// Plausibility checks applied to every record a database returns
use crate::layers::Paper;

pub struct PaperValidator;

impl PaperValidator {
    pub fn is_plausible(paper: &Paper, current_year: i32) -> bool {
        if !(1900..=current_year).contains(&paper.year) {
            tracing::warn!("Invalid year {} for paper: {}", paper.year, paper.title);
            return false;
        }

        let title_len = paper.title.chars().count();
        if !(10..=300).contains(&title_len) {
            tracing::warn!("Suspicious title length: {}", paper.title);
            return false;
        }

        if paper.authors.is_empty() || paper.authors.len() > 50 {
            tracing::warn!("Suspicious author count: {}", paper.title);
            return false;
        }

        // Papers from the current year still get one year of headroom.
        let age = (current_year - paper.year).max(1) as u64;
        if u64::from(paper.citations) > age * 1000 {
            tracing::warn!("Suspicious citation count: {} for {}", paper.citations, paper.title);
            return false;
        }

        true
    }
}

□ □ □

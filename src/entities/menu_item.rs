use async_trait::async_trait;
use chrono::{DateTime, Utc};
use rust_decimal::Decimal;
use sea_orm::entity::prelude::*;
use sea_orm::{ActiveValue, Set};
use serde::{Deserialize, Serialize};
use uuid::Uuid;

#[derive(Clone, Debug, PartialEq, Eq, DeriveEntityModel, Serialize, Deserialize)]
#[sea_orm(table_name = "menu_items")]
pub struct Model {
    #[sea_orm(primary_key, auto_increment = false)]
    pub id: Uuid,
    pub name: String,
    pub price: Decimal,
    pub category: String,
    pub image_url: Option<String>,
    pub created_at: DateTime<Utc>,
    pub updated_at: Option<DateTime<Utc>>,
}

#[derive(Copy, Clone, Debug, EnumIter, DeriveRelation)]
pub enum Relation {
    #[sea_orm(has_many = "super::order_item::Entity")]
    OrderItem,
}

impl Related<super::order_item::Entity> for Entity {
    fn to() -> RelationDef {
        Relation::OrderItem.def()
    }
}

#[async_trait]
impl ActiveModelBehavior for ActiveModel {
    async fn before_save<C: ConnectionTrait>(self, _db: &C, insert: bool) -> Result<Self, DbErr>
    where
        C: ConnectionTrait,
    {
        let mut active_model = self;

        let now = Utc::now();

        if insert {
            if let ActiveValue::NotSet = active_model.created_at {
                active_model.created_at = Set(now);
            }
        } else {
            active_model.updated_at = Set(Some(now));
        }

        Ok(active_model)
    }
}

□ □ □

- _Brief_
State how many lines of the entries above include the string "contains". The reply is that number alone.

- _Response to this task_
2